### Your goal
In the data that follows, every line containing the word "repositories" should be returned.
═════ Material for this task
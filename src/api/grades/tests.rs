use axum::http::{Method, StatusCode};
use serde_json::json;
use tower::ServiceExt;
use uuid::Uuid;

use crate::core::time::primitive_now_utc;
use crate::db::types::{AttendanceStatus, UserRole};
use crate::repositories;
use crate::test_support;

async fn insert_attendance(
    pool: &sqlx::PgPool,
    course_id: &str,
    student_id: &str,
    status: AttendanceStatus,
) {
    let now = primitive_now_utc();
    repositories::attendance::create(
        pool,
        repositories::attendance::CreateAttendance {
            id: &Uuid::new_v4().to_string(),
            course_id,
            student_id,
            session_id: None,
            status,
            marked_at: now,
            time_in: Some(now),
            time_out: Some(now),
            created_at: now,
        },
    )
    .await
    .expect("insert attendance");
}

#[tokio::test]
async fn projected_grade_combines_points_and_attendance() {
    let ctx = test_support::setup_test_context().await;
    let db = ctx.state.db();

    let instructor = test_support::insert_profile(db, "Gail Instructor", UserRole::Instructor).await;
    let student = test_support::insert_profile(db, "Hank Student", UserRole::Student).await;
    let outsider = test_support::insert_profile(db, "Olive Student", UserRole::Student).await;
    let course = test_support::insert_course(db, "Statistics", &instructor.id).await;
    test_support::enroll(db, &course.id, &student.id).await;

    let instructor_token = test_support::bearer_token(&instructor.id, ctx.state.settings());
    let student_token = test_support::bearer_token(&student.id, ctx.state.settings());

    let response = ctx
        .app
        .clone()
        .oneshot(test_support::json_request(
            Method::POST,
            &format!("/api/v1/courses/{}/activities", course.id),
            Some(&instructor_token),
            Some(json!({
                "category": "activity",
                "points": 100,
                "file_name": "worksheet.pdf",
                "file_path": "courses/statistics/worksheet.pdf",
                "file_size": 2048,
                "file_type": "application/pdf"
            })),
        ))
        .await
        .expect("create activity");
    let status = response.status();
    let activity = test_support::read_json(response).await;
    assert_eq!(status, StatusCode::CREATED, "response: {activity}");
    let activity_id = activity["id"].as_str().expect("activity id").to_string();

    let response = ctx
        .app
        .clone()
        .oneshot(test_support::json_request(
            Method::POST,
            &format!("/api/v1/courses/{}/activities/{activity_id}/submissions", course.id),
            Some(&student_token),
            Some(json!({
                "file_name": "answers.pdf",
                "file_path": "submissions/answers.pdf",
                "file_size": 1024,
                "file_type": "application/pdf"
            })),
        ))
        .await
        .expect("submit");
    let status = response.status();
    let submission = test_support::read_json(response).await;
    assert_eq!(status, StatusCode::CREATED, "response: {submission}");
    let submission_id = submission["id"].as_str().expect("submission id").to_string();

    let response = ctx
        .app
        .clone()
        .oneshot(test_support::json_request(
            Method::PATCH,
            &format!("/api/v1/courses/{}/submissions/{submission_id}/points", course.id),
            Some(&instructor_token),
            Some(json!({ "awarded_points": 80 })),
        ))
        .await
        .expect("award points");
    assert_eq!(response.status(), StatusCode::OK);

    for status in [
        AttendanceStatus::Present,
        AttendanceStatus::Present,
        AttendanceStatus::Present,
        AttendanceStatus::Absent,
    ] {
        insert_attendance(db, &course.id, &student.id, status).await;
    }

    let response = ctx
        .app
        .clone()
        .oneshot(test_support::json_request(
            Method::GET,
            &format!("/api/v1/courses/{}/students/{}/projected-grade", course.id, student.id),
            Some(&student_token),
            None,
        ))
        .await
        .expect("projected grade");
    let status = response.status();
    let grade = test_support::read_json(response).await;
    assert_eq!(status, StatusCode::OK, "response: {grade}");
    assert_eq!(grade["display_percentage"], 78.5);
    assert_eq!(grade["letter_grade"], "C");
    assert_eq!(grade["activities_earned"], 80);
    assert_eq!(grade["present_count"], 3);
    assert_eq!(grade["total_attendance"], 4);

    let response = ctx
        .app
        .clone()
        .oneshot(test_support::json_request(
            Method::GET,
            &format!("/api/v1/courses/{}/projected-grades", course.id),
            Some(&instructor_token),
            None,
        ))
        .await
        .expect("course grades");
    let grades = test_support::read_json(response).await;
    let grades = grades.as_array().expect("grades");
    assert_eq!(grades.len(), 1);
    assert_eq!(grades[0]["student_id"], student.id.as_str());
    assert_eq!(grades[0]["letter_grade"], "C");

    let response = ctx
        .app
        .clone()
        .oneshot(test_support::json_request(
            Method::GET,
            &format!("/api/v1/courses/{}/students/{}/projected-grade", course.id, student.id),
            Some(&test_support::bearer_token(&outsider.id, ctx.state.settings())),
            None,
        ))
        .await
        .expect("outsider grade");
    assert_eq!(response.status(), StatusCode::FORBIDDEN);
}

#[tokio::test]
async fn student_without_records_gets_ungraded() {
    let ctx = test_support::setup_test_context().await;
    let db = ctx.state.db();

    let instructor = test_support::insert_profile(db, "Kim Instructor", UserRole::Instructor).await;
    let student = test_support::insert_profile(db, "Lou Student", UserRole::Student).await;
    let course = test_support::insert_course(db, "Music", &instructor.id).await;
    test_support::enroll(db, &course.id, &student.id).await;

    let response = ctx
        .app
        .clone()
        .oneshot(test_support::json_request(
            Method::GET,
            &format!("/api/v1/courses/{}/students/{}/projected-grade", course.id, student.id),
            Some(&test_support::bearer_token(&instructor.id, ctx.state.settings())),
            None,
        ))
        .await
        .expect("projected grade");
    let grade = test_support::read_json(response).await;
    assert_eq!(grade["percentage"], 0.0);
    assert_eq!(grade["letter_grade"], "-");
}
══════════
═════ Material for this task
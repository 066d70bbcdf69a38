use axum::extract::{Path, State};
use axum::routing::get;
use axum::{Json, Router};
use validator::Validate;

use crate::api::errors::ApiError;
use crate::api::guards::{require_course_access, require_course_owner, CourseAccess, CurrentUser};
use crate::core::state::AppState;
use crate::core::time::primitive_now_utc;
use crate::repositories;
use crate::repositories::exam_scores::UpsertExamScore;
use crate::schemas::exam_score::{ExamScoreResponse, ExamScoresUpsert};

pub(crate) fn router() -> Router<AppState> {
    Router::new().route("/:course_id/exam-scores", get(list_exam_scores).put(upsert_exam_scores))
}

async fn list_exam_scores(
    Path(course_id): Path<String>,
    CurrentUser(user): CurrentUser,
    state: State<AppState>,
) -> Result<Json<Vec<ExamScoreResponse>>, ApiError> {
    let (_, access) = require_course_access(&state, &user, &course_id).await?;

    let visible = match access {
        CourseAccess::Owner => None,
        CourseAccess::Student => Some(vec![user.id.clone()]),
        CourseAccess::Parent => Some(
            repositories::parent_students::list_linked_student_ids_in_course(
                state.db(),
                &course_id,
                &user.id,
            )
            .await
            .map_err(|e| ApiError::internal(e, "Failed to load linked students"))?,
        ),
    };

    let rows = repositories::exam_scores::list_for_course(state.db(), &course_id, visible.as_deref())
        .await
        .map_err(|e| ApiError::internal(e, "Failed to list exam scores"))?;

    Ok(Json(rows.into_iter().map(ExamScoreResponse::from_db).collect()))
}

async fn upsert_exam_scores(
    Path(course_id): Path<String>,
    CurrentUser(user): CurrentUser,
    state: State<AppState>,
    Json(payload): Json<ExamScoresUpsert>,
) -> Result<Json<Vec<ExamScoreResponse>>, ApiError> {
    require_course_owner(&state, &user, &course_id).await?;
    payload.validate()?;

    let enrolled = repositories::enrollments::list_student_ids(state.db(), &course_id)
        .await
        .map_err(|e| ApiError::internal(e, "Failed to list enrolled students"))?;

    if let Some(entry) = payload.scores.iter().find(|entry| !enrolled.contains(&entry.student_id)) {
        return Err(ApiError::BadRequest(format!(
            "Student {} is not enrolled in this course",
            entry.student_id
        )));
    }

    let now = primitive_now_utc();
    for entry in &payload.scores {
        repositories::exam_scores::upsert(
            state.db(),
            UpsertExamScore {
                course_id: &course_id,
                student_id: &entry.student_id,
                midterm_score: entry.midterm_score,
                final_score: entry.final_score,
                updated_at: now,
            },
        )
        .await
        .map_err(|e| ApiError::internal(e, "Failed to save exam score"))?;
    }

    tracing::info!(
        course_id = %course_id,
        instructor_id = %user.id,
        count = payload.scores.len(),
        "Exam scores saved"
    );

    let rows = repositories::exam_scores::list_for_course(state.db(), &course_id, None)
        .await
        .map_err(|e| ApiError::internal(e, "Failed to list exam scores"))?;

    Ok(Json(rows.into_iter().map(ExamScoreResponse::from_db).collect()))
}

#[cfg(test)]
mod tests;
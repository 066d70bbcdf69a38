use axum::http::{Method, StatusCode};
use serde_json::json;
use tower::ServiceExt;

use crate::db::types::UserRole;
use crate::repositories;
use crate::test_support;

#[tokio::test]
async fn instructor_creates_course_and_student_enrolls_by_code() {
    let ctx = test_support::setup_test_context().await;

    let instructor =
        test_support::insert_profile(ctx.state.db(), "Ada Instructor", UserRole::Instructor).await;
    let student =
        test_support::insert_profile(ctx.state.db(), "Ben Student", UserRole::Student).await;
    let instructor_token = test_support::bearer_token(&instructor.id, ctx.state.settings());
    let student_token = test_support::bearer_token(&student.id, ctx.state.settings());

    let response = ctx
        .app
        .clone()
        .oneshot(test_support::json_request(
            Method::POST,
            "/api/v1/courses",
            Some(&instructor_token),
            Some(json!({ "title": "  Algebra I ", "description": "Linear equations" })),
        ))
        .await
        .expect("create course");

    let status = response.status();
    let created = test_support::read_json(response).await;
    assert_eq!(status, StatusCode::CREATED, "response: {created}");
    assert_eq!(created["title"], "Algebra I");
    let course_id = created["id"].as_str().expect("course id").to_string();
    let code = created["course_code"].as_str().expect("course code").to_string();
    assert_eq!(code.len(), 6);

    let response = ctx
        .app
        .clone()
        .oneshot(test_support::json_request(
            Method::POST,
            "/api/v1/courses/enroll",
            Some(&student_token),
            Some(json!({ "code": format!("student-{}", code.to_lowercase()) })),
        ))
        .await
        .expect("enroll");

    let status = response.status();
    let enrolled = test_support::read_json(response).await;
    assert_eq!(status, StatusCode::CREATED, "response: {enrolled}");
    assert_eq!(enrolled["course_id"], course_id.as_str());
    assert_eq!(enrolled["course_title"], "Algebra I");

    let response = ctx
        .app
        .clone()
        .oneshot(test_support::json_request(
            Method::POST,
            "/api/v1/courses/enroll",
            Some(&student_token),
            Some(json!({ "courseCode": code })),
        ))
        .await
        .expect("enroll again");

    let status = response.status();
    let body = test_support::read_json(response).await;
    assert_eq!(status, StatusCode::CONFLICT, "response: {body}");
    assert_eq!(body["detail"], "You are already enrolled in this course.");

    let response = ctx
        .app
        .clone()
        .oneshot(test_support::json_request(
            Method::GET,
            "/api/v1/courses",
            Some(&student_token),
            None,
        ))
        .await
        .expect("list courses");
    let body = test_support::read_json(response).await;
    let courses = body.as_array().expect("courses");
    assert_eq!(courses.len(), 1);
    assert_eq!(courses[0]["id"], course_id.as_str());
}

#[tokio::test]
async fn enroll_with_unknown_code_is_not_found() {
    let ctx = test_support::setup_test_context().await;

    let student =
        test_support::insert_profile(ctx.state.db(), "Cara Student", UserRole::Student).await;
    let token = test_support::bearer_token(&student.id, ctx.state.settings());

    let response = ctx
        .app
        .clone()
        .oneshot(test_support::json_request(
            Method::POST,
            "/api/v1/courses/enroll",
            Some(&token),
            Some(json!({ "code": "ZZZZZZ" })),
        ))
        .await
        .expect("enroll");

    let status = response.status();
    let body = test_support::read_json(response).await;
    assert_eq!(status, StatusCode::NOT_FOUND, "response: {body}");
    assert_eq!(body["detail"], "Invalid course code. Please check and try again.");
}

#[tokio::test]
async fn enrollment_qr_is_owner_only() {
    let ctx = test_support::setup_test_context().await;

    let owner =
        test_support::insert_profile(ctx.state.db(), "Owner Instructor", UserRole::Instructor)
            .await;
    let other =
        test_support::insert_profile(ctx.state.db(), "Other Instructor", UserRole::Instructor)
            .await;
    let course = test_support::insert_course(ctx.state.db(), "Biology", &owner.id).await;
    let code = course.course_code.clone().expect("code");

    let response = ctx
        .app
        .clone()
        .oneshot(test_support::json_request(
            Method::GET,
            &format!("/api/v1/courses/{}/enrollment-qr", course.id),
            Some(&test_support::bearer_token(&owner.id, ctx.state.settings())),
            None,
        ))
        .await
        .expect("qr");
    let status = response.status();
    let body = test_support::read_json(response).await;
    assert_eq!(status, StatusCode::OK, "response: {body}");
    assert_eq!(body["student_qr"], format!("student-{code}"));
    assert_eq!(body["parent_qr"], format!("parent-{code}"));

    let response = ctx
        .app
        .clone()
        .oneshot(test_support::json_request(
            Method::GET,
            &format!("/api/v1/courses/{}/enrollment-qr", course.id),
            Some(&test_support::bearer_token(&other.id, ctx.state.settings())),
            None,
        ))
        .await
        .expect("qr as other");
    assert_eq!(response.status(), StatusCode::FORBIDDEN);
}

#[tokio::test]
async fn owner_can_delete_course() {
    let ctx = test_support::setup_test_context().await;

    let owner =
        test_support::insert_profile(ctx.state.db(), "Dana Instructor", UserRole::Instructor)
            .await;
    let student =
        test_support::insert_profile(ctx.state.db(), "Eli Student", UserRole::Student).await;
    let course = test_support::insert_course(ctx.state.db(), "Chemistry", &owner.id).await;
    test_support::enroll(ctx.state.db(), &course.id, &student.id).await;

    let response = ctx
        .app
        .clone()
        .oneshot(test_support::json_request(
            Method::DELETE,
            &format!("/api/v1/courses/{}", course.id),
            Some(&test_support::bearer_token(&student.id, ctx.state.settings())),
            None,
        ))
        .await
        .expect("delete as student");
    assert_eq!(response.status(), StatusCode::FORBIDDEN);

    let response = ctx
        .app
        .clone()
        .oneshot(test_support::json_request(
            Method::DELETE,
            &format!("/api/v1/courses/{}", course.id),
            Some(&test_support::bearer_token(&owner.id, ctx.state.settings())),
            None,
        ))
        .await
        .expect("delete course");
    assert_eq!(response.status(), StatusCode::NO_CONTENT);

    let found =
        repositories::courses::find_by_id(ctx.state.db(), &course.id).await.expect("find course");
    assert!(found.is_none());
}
══════════
### Response box
use crate::repositories;
    repositories::attendance::create(
        repositories::attendance::CreateAttendance {
use crate::repositories;
use crate::repositories::exam_scores::UpsertExamScore;
            repositories::parent_students::list_linked_student_ids_in_course(
    let rows = repositories::exam_scores::list_for_course(state.db(), &course_id, visible.as_deref())
    let enrolled = repositories::enrollments::list_student_ids(state.db(), &course_id)
        repositories::exam_scores::upsert(
    let rows = repositories::exam_scores::list_for_course(state.db(), &course_id, None)
use crate::repositories;
        repositories::courses::find_by_id(ctx.state.db(), &course.id).await.expect("find course");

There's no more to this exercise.